The Park Foundation, a Sonora based non-profit organization, submitted an exchange of property offer to the Sonora Union High School district board on Tuesday night.
The property exchange involves the 137-acre Wildcat Ranch for a property adjacent to the Sonora High School known colloquially as the Wilson property, board president Jeanie Smith said.
The Wilson property is located behind the football stadium and extends to Snell Street, she said.
The board has 60 days to enter into the agreement, which is non-binding.
Smith added that the board was not aware that the Wilson property was for sale. She said The Park Foundation had an option to purchase the property which would allow for the land exchange.
The board revealed the news following a 45-minute closed session at the conclusion of the meeting, but took no action on the proposal..
The ranch property has been valued by a Sonora appraisal company at $820,000.
Last August, the foundation pitched a plan to develop a park on the site to an advisory board appointed by the school board to consider what to do with Wildcat Ranch.
The community-based nonprofit said it would develop 100 acres as a public sports, recreation and arts facility.
Park Foundation President Ron Jacobs described a state of the art recreation facility to include to include a stadium, two indoor sports facilities, a disc golf course, tennis courts sports fields, running trails, food purveyors and trees.
The foundation did not make a financial offer.
Jacobs said the facility would offer youth employment opportunities, feature educational components, and could include a participatory partnership with the agriculture community.
Also on Tuesday night, the board also unanimously voted to not revise a policy that would allow wine or beer to be sold during a fundraising event planned at the historic Sonora Dome on June 9.
Tuolumne County Arts Alliance Executive Director Lisette Sweetland emphasized that with a potential forthcoming sale of the Sonora Dome and two adjacent outbuildings rented by the TCAA, this could be the last opportunity for the organization to “say goodbye to that building” during their planned art-sale fundraiser scheduled for June 9, two days after the Sonora High School graduation..
But despite her reassurances that the TCAA would not allow liquor sales and they would police the fundraiser from becoming a “crazy, swinging from the chandelier party,” the board said potential liabilities on dangerous, steep staircases, and the potential for unforeseen complications was enough for them to not consider changing the policy.
“I have a lot of personal reasons why I don’t think alcohol should be served at this event,” Board President Jeanie Smith said, referencing her own abstinence and the loss of family members to drunk driving accidents.
“”It’s just a hard call. You just don’t know,” she added, on the issue of a liability issue.
At the April 3 board meeting, Superintendent Pat Chabot presented the idea to the board and said, with their approval, he could develop a regulatory plan for alcohol sales on the property which would require proof of insurance by the TCAA.

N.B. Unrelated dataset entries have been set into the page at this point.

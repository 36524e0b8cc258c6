use std::{
    path::{Path, PathBuf},
    sync::{
        mpsc::{self, RecvTimeoutError, Sender},
        Arc, Mutex,
    },
    thread,
    time::Duration,
};

use anyhow::{Context, Error};
use log::{debug, info, trace};
use nix::sys::statvfs::statvfs;

/// Interval between two samples of the target's used space.
const DISK_USAGE_INTERVAL: Duration = Duration::from_secs(2);

#[derive(Debug, Clone, Default, PartialEq)]
pub struct ProgressState {
    pub label: String,
    pub text: String,
    pub fraction: f64,
}

/// Installation progress shared between the engine and background workers.
/// Every change is logged.
#[derive(Debug, Clone, Default)]
pub struct Progress {
    state: Arc<Mutex<ProgressState>>,
}

impl Progress {
    pub fn new() -> Self {
        Self::default()
    }

    /// Start a new stage. Resets text and fraction.
    pub fn set_label(&self, label: impl Into<String>) {
        let label = label.into();
        if let Ok(mut state) = self.state.lock() {
            if state.label != label {
                info!("{label}");
                *state = ProgressState {
                    label,
                    ..Default::default()
                };
            }
        }
    }

    pub fn set_text(&self, text: impl Into<String>) {
        let text = text.into();
        if let Ok(mut state) = self.state.lock() {
            if state.text != text {
                debug!("{text}");
                state.text = text;
            }
        }
    }

    /// Set the completed fraction of the current stage, clamped to `[0, 1]`.
    pub fn set_fraction(&self, fraction: f64) {
        let fraction = if fraction.is_nan() {
            0.0
        } else {
            fraction.clamp(0.0, 1.0)
        };
        if let Ok(mut state) = self.state.lock() {
            let percent = (fraction * 100.0) as u32;
            if percent != (state.fraction * 100.0) as u32 {
                trace!("{}: {percent}%", state.label);
            }
            state.fraction = fraction;
        }
    }

    pub fn snapshot(&self) -> ProgressState {
        self.state
            .lock()
            .map(|state| state.clone())
            .unwrap_or_default()
    }
}

/// Used bytes of the filesystem holding `path`.
pub fn used_space(path: impl AsRef<Path>) -> Result<u64, Error> {
    let stat = statvfs(path.as_ref()).context(format!(
        "Failed to query filesystem usage of '{}'",
        path.as_ref().display()
    ))?;
    let fragment = stat.fragment_size() as u64;
    Ok((stat.blocks() as u64).saturating_sub(stat.blocks_free() as u64) * fragment)
}

/// Estimates the progress of the live copy from the growth of the used space
/// of the target filesystem.
pub struct DiskUsageMonitor {
    stop: Option<Sender<()>>,
    join_handle: Option<thread::JoinHandle<()>>,
}

impl DiskUsageMonitor {
    /// Start sampling `target`. `expected_bytes` is the amount of data the copy
    /// is going to write.
    pub fn start(
        progress: Progress,
        target: impl AsRef<Path>,
        expected_bytes: u64,
    ) -> Result<Self, Error> {
        Self::start_with_interval(progress, target, expected_bytes, DISK_USAGE_INTERVAL)
    }

    fn start_with_interval(
        progress: Progress,
        target: impl AsRef<Path>,
        expected_bytes: u64,
        interval: Duration,
    ) -> Result<Self, Error> {
        let target: PathBuf = target.as_ref().to_owned();
        let initial = used_space(&target)?;
        debug!(
            "Monitoring disk usage of '{}', expecting {expected_bytes} bytes",
            target.display()
        );

        let (stop, stopped) = mpsc::channel::<()>();
        let join_handle = thread::Builder::new()
            .name("disk-usage".into())
            .spawn(move || loop {
                if let Ok(used) = used_space(&target) {
                    progress.set_fraction(copy_fraction(initial, used, expected_bytes));
                }
                match stopped.recv_timeout(interval) {
                    Err(RecvTimeoutError::Timeout) => continue,
                    Ok(()) | Err(RecvTimeoutError::Disconnected) => break,
                }
            })
            .context("Failed to spawn disk usage monitor")?;

        Ok(Self {
            stop: Some(stop),
            join_handle: Some(join_handle),
        })
    }

    /// Stop the monitor and wait for the thread to exit.
    pub fn stop(&mut self) {
        // Dropping the sender wakes the thread up.
        self.stop.take();
        if let Some(handle) = self.join_handle.take() {
            if handle.join().is_err() {
                trace!("Disk usage monitor panicked");
            }
        }
    }
}

impl Drop for DiskUsageMonitor {
    fn drop(&mut self) {
        self.stop();
    }
}

fn copy_fraction(initial: u64, used: u64, expected: u64) -> f64 {
    if expected == 0 {
        return 0.0;
    }
    used.saturating_sub(initial) as f64 / expected as f64
}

Chabot emphasized that the event could provide publicity for the dome and also bolster a potential rental cost of the site.
Sweetland said that the liability issue would be covered independently by TCAA for any potential injuries or issues that occured that evening.
“The best way to reinvigorate the community is to get people into that building,” she said.
Board member Rob Lyons asked her, “would you have it there if there was no alcohol?”
Sweetland said she would, but the importance of serving alcohol at the event would be the overall effort of loosening pocketbooks for donations. Several funding losses over the past years for the TCAA meant that more events such as the June 9 fundraiser would be necessary to keep the organization intact, she said.
“As I take over that legacy it is really important that I make up that money and this might be one of the ways that I have to do that,” she said.
Another fundraiser was planned at the Sonora Dome in October for Habitat For Humanity, Chabot said.
Chabot also said Wednesday would be the first day allowing for Tier 3 bids for the potential sale or lease of the dome property. Tier 3 effectively allows for any person or organization to submit bids, following months of allowing preferential bids from city, county and state organizations.
“To anybody and to the world,” Smith said.
The board has not received any offers for the sale or lease of the dome, Chabot said.
Additionally, the board heard presentations from Cindy Zelinsky on the school CTE department, who offered notes on school proposition and grant increases the district could take advantage of to improve CTE facilities.
Chabot also added that Columbia College would be contributing culinary materials to Sonora High School, and at the next meeting in May, the board would consider closing the off-campus privileges for sophomores during the 2018-19 school year.
The board accepted a contribution from the Tuolumne County Agriculture Collaboration, which donated $4,461.33 to the Sonora High School FFA program following the Farm to Table Dinner event. Sonora High School agriculture teacher Stacey Ingalls said the same amount was also allocated to the Don Pedro High School FFA and Summerville High School FFA.